Nijinski comanda o frevo,
Stravinski o berimbau,
na bateria Beethoven
no repenique vem Bach
fazendo o povo sambar.
— Que orgia é essa?
— É assim o carnaval em Colônia?
— Existe um tal europeu arrebatamento?
Ou é apenas abaixo do Equador que todo santo é pecador?

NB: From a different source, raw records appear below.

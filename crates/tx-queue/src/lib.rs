// Copyright 2022 Webb Technologies Inc.
//
// Licensed under the Apache License, Version 2.0 (the "License");
// you may not use this file except in compliance with the License.
// You may obtain a copy of the License at
//
// http://www.apache.org/licenses/LICENSE-2.0
//
// Unless required by applicable law or agreed to in writing, software
// distributed under the License is distributed on an "AS IS" BASIS,
// WITHOUT WARRANTIES OR CONDITIONS OF ANY KIND, either express or implied.
// See the License for the specific language governing permissions and
// limitations under the License.

#![warn(missing_docs)]
//! # Relayer Transaction Queue 🕸️
//!
//! All transactions from the relayer wallet go through a single worker, so
//! concurrent submissions never race on the wallet's transaction nonce.

use std::sync::Arc;

use confession_relayer_chain::ChainClient;
use confession_relayer_utils::clickable_link::{explorer_tx_url, ClickableLink};
use confession_relayer_utils::metric::Metrics;
use confession_relayer_utils::{probe, Error, Result};
use ethers::types::{H256, U256};
use tokio::sync::{mpsc, oneshot};

/// Pending anchor submissions the queue holds before callers wait to enqueue.
pub const DEFAULT_CAPACITY: usize = 64;

#[derive(Debug)]
struct AnchorJob {
    content_hash: H256,
    value: U256,
    reply: oneshot::Sender<Result<H256>>,
}

/// Cheap, cloneable handle used to enqueue anchor transactions.
#[derive(Debug, Clone)]
pub struct TxQueueHandle {
    sender: mpsc::Sender<AnchorJob>,
}

impl TxQueueHandle {
    /// Enqueues `anchor(content_hash)` paying `value` and waits until the
    /// worker has broadcast it, returning the relayer transaction hash.
    pub async fn submit_anchor(
        &self,
        content_hash: H256,
        value: U256,
    ) -> Result<H256> {
        let (reply, rx) = oneshot::channel();
        self.sender
            .send(AnchorJob {
                content_hash,
                value,
                reply,
            })
            .await
            .map_err(|_| Error::TxQueueClosed)?;
        rx.await.map_err(|_| Error::TxQueueClosed)?
    }
}

/// The TxQueue owns the relayer wallet's send path.
///
/// Jobs are processed one at a time in arrival order; the queue stops once
/// every [`TxQueueHandle`] is dropped.
pub struct TxQueue {
    chain: Arc<dyn ChainClient>,
    receiver: mpsc::Receiver<AnchorJob>,
    explorer: Option<url::Url>,
    metrics: Arc<Metrics>,
}

impl TxQueue {
    /// Creates a new TxQueue and the handle feeding it.
    pub fn new(
        chain: Arc<dyn ChainClient>,
        explorer: Option<url::Url>,
        metrics: Arc<Metrics>,
        capacity: usize,
    ) -> (Self, TxQueueHandle) {
        let (sender, receiver) = mpsc::channel(capacity.max(1));
        let queue = Self {
            chain,
            receiver,
            explorer,
            metrics,
        };
        (queue, TxQueueHandle { sender })
    }

    /// Starts the queue on the current runtime.
    pub fn spawn(
        chain: Arc<dyn ChainClient>,
        explorer: Option<url::Url>,
        metrics: Arc<Metrics>,
    ) -> TxQueueHandle {
        let (queue, handle) = Self::new(chain, explorer, metrics, DEFAULT_CAPACITY);
        tokio::spawn(async move {
            if let Err(e) = queue.run().await {
                tracing::error!(error = %e, "Transaction queue stopped");
            }
        });
        handle
    }

    /// Starts the TxQueue service.
    ///
    /// Returns once all handles are dropped.
    #[tracing::instrument(skip_all, fields(chain_id = %self.chain.chain_id()))]
    pub async fn run(mut self) -> Result<()> {
        let chain_id = self.chain.chain_id();
        tracing::event!(
            target: probe::TARGET,
            tracing::Level::DEBUG,
            kind = %probe::Kind::TxQueue,
            ty = "EVM",
            chain_id = %chain_id,
            starting = true,
        );
        while let Some(job) = self.receiver.recv().await {
            let content_hash = job.content_hash;
            tracing::debug!(?content_hash, value = %job.value, "Found anchor in queue");
            let outcome = self.chain.send_anchor(content_hash, job.value).await;
            match &outcome {
                Ok(signed_tx_hash) => {
                    self.metrics.total_transaction_made.inc();
                    tracing::event!(
                        target: probe::TARGET,
                        tracing::Level::DEBUG,
                        kind = %probe::Kind::TxQueue,
                        ty = "EVM",
                        chain_id = %chain_id,
                        pending = true,
                        ?content_hash,
                        %signed_tx_hash,
                    );
                    let tx_hash_string = format!("{signed_tx_hash:?}");
                    match explorer_tx_url(self.explorer.as_ref(), &tx_hash_string) {
                        Some(url) => tracing::info!(
                            "Tx {} is submitted and pending!",
                            ClickableLink::new(&tx_hash_string, &url),
                        ),
                        None => tracing::info!(
                            "Tx {} is submitted and pending!",
                            tx_hash_string,
                        ),
                    }
                }
                Err(e) => {
                    tracing::event!(
                        target: probe::TARGET,
                        tracing::Level::DEBUG,
                        kind = %probe::Kind::TxQueue,
                        ty = "EVM",
                        chain_id = %chain_id,
                        errored = true,
                        error = %e,
                        ?content_hash,
                    );
                }
            }
            // the caller may have gone away, the tx is out either way.
            let _ = job.reply.send(outcome);
        }
        tracing::event!(
            target: probe::TARGET,
            tracing::Level::DEBUG,
            kind = %probe::Kind::TxQueue,
            ty = "EVM",
            chain_id = %chain_id,
            stopped = true,
        );
        Ok(())
    }
}

#[cfg(test)]
mod tests {
    use super::*;
    use confession_relayer_chain::{
        MockedChainClient, PaymentTransaction, ReceiptOutcome,
    };
    use ethers::types::Address;
    use std::sync::atomic::{AtomicUsize, Ordering};
    use std::time::Duration;

    /// Counts how many sends overlap.
    #[derive(Debug)]
    struct Overlap {
        inner: MockedChainClient,
        in_flight: AtomicUsize,
        max_in_flight: AtomicUsize,
    }

    #[async_trait::async_trait]
    impl ChainClient for Overlap {
        fn relayer_address(&self) -> Address {
            self.inner.relayer_address()
        }
        fn contract_address(&self) -> Address {
            self.inner.contract_address()
        }
        fn chain_id(&self) -> u64 {
            self.inner.chain_id()
        }
        async fn required_fee(&self) -> Result<U256> {
            self.inner.required_fee().await
        }
        async fn is_anchored(&self, content_hash: H256) -> Result<bool> {
            self.inner.is_anchored(content_hash).await
        }
        async fn balance(&self, address: Address) -> Result<U256> {
            self.inner.balance(address).await
        }
        async fn payment_transaction(
            &self,
            hash: H256,
        ) -> Result<Option<PaymentTransaction>> {
            self.inner.payment_transaction(hash).await
        }
        async fn send_anchor(
            &self,
            content_hash: H256,
            value: U256,
        ) -> Result<H256> {
            let now = self.in_flight.fetch_add(1, Ordering::SeqCst) + 1;
            self.max_in_flight.fetch_max(now, Ordering::SeqCst);
            let res = self.inner.send_anchor(content_hash, value).await;
            self.in_flight.fetch_sub(1, Ordering::SeqCst);
            res
        }
        async fn wait_for_receipt(
            &self,
            tx_hash: H256,
            timeout: Duration,
        ) -> Result<ReceiptOutcome> {
            self.inner.wait_for_receipt(tx_hash, timeout).await
        }
    }

    #[tokio::test(start_paused = true)]
    async fn sends_are_serialized() {
        let chain = Arc::new(Overlap {
            inner: MockedChainClient::new(Address::random())
                .with_send_delay(Duration::from_millis(50)),
            in_flight: AtomicUsize::new(0),
            max_in_flight: AtomicUsize::new(0),
        });
        let metrics = Arc::new(Metrics::new().unwrap());
        let handle = TxQueue::spawn(chain.clone(), None, metrics.clone());
        let submissions = (0..8).map(|_| {
            let handle = handle.clone();
            async move { handle.submit_anchor(H256::random(), U256::one()).await }
        });
        let results = futures::future::join_all(submissions).await;
        assert!(results.iter().all(|r| r.is_ok()));
        assert_eq!(chain.max_in_flight.load(Ordering::SeqCst), 1);
        assert_eq!(chain.inner.sent_anchors().len(), 8);
        assert_eq!(metrics.total_transaction_made.get(), 8.0);
    }

    #[tokio::test]
    async fn send_errors_reach_the_caller() {
        let chain = Arc::new(MockedChainClient::new(Address::random()));
        let content = H256::random();
        chain.mark_anchored(content);
        let handle = TxQueue::spawn(
            chain,
            None,
            Arc::new(Metrics::new().unwrap()),
        );
        let res = handle.submit_anchor(content, U256::one()).await;
        assert!(matches!(res, Err(Error::AlreadyAnchored)));
    }

    #[tokio::test]
    async fn closed_queue_is_reported() {
        let chain = Arc::new(MockedChainClient::new(Address::random()));
        let (queue, handle) = TxQueue::new(
            chain,
            None,
            Arc::new(Metrics::new().unwrap()),
            1,
        );
        drop(queue);
        let res = handle.submit_anchor(H256::random(), U256::one()).await;
        assert!(matches!(res, Err(Error::TxQueueClosed)));
    }
}
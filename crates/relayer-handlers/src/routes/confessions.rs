// Copyright 2022 Webb Technologies Inc.
//
// Licensed under the Apache License, Version 2.0 (the "License");
// you may not use this file except in compliance with the License.
// You may obtain a copy of the License at
//
// http://www.apache.org/licenses/LICENSE-2.0
//
// Unless required by applicable law or agreed to in writing, software
// distributed under the License is distributed on an "AS IS" BASIS,
// WITHOUT WARRANTIES OR CONDITIONS OF ANY KIND, either express or implied.
// See the License for the specific language governing permissions and
// limitations under the License.

use std::str::FromStr;
use std::sync::Arc;

use axum::extract::rejection::JsonRejection;
use axum::extract::{Path, Query, State};
use axum::http::{HeaderMap, StatusCode};
use axum::Json;
use serde_json::json;
use uuid::Uuid;

use confession_relayer_context::RelayerContext;
use confession_relayer_handler_utils::{
    ConfessionListResponse, ConfessionResponse, ConfessionWithVote, ListQuery,
    RemoveVoteRequest, VisibilityRequest, VoteRequest,
};
use confession_relayer_store::{ConfessionFilter, ConfessionStore};
use confession_relayer_types::{Category, Confession};
use confession_relayer_utils::HandlerError;

use super::json_body;
use crate::{is_admin, session_token, visitor_id};

fn not_found() -> HandlerError {
    HandlerError::not_found("Confession not found")
}

fn parse_id(raw: &str) -> Result<Uuid, HandlerError> {
    Uuid::parse_str(raw).map_err(|_| not_found())
}

/// Loads a confession the caller may see. Hidden ones only exist for admins.
async fn visible_confession(
    ctx: &RelayerContext,
    id: Uuid,
    admin: bool,
) -> Result<Confession, HandlerError> {
    match ctx.store().get_confession(id).await? {
        Some(c) if admin || !c.is_hidden => Ok(c),
        _ => Err(not_found()),
    }
}

/// Handles `GET /api/confessions`
///
/// Hidden confessions are only listed for a valid admin session. Every item
/// carries the `x-visitor-id` caller's vote.
pub async fn handle_list_confessions(
    State(ctx): State<Arc<RelayerContext>>,
    headers: HeaderMap,
    Query(query): Query<ListQuery>,
) -> Result<Json<ConfessionListResponse>, HandlerError> {
    let category = query
        .category
        .as_deref()
        .filter(|c| !c.is_empty() && *c != "all")
        .map(Category::from_str)
        .transpose()
        .map_err(|e| {
            HandlerError::with_details(
                StatusCode::BAD_REQUEST,
                "Invalid query",
                json!({ "details": [{ "field": "category", "message": e.to_string() }] }),
            )
        })?;
    let defaults = ConfessionFilter::default();
    let filter = ConfessionFilter {
        category,
        include_hidden: is_admin(&ctx, &headers),
        sort: query.sort.unwrap_or(defaults.sort),
        limit: query.limit.unwrap_or(defaults.limit),
        offset: query.offset.unwrap_or(defaults.offset),
    };
    let confessions = ctx.store().list_confessions(&filter).await?;

    let votes = match visitor_id(&headers) {
        Some(visitor) => {
            let ids: Vec<_> = confessions.iter().map(|c| c.id).collect();
            ctx.store().votes_for(visitor, &ids).await?
        }
        None => Default::default(),
    };
    let confessions = confessions
        .into_iter()
        .map(|confession| ConfessionWithVote {
            user_vote: votes.get(&confession.id).copied(),
            confession,
        })
        .collect();
    Ok(Json(ConfessionListResponse {
        success: true,
        confessions,
    }))
}

/// Handles `GET /api/confessions/:id`
pub async fn handle_get_confession(
    State(ctx): State<Arc<RelayerContext>>,
    Path(id): Path<String>,
    headers: HeaderMap,
) -> Result<Json<ConfessionResponse>, HandlerError> {
    let id = parse_id(&id)?;
    let confession = visible_confession(&ctx, id, is_admin(&ctx, &headers)).await?;
    let user_vote = match visitor_id(&headers) {
        Some(visitor) => ctx.store().get_vote(id, visitor).await?,
        None => None,
    };
    Ok(Json(ConfessionResponse {
        success: true,
        confession: ConfessionWithVote {
            confession,
            user_vote,
        },
    }))
}

/// Handles `POST /api/confessions` and `POST /api/confessions/:id/anchor`
///
/// Direct writes would tie a confession to its author, so they are refused.
pub async fn handle_direct_write_disabled() -> HandlerError {
    HandlerError::with_details(
        StatusCode::FORBIDDEN,
        "Direct submissions are disabled, submit through the anonymous relayer",
        json!({ "relayerEndpoint": "/api/relayer/submit" }),
    )
}

/// Handles `POST /api/confessions/:id/vote`
///
/// The visitor comes from the body, or from `x-visitor-id`.
pub async fn handle_cast_vote(
    State(ctx): State<Arc<RelayerContext>>,
    Path(id): Path<String>,
    headers: HeaderMap,
    payload: Result<Json<VoteRequest>, JsonRejection>,
) -> Result<Json<ConfessionResponse>, HandlerError> {
    let id = parse_id(&id)?;
    let request = json_body(payload)?;
    let visitor = request
        .visitor_id
        .as_deref()
        .map(str::trim)
        .filter(|v| !v.is_empty())
        .or_else(|| visitor_id(&headers))
        .ok_or_else(|| HandlerError::bad_request("visitorId is required"))?
        .to_owned();

    visible_confession(&ctx, id, is_admin(&ctx, &headers)).await?;
    let confession = ctx
        .store()
        .cast_vote(id, &visitor, request.vote_type)
        .await?
        .ok_or_else(not_found)?;
    Ok(Json(ConfessionResponse {
        success: true,
        confession: ConfessionWithVote {
            confession,
            user_vote: Some(request.vote_type),
        },
    }))
}

/// Handles `DELETE /api/confessions/:id/vote`
pub async fn handle_remove_vote(
    State(ctx): State<Arc<RelayerContext>>,
    Path(id): Path<String>,
    headers: HeaderMap,
    body: Option<Json<RemoveVoteRequest>>,
) -> Result<Json<ConfessionResponse>, HandlerError> {
    let id = parse_id(&id)?;
    let from_body = body.and_then(|Json(b)| b.visitor_id);
    let visitor = from_body
        .as_deref()
        .map(str::trim)
        .filter(|v| !v.is_empty())
        .or_else(|| visitor_id(&headers))
        .ok_or_else(|| HandlerError::bad_request("visitorId is required"))?
        .to_owned();

    visible_confession(&ctx, id, is_admin(&ctx, &headers)).await?;
    let confession = ctx
        .store()
        .remove_vote(id, &visitor)
        .await?
        .ok_or_else(not_found)?;
    Ok(Json(ConfessionResponse {
        success: true,
        confession: ConfessionWithVote {
            confession,
            user_vote: None,
        },
    }))
}

/// Handles `PATCH /api/confessions/:id/visibility`
///
/// Requires a valid `x-admin-session`.
pub async fn handle_set_visibility(
    State(ctx): State<Arc<RelayerContext>>,
    Path(id): Path<String>,
    headers: HeaderMap,
    payload: Result<Json<VisibilityRequest>, JsonRejection>,
) -> Result<Json<ConfessionResponse>, HandlerError> {
    let session = ctx.admin().session(session_token(&headers))?;
    let id = parse_id(&id)?;
    let request = json_body(payload)?;
    let confession = ctx
        .store()
        .set_hidden(id, request.is_hidden)
        .await?
        .ok_or_else(not_found)?;
    tracing::info!(
        confession_id = %id,
        hidden = request.is_hidden,
        admin = %session.wallet_address,
        "Confession visibility changed",
    );
    Ok(Json(ConfessionResponse {
        success: true,
        confession: ConfessionWithVote {
            confession,
            user_vote: None,
        },
    }))
}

— Que pode um europeu pensar
de um cronista que confunde seu país,
que não passa, em Paris, de um persa,
ou um Santos Dummont aéreo
desastrando a Torre Eiffel
— com seu frágil 14-Bis?
E já ao fundo se esvaem
o bloco dos exilados, o grêmio recreativo
dos políticos cassados, o rancho
dos torturadores e outros blocos de sujos
cruzando o canal das manchas,
chegando do outro lado, exorcizando no presente samba
o futuro sempre ausente
— e o recalcado passado.
E o espetáculo se encerra
da forma como começa:
senhores de chapéu-coco,
bengala, luvas, sorrisos,
saúdam o povo e turistas
e vão varrendo na gente
confetes e cicatrizes.
Parece, foi sempre assim:
o aplauso, a glória, a euforia
e depois o anonimato
na vala comum dos dias.
Primeiro o ideal, a luta,
depois o luto e o exílio.
Um dia, o perdão torto, a anistia,
onde o criminoso perdoa a vítima,
mas não engana o que está morto.
Perder
é carregar no corpo
a história da morte em vida.
Ganhar
é, no trono, estar faminto
sobre os detritos da glória.
No futuro
abrindo baús velhos e mágoas
alguns se perguntarão
movendo as cinzas do medo:
— quem era o porta-estandarte?
e qual era o samba-enredo?
Arqueólogos
virão desenterrando da avenida
odaliscas e utopias,
piratas e guerrilhas,
havaianas e manifestos,
toureiros e caveiras
e por mais que recomponham
os cacos e detritos
reinterpretando os mitos,
não refarão jamais os sonhos de Dionísio e Baco
nos mosaicos de Pompéia destruída.
Comentário do pesquisador
Esta é uma parte do poema "A Catedral de Colônia", todo ele com alusões e trechos esporádicos relacionados a ditadura militar brasileira e a vida no país durante o período.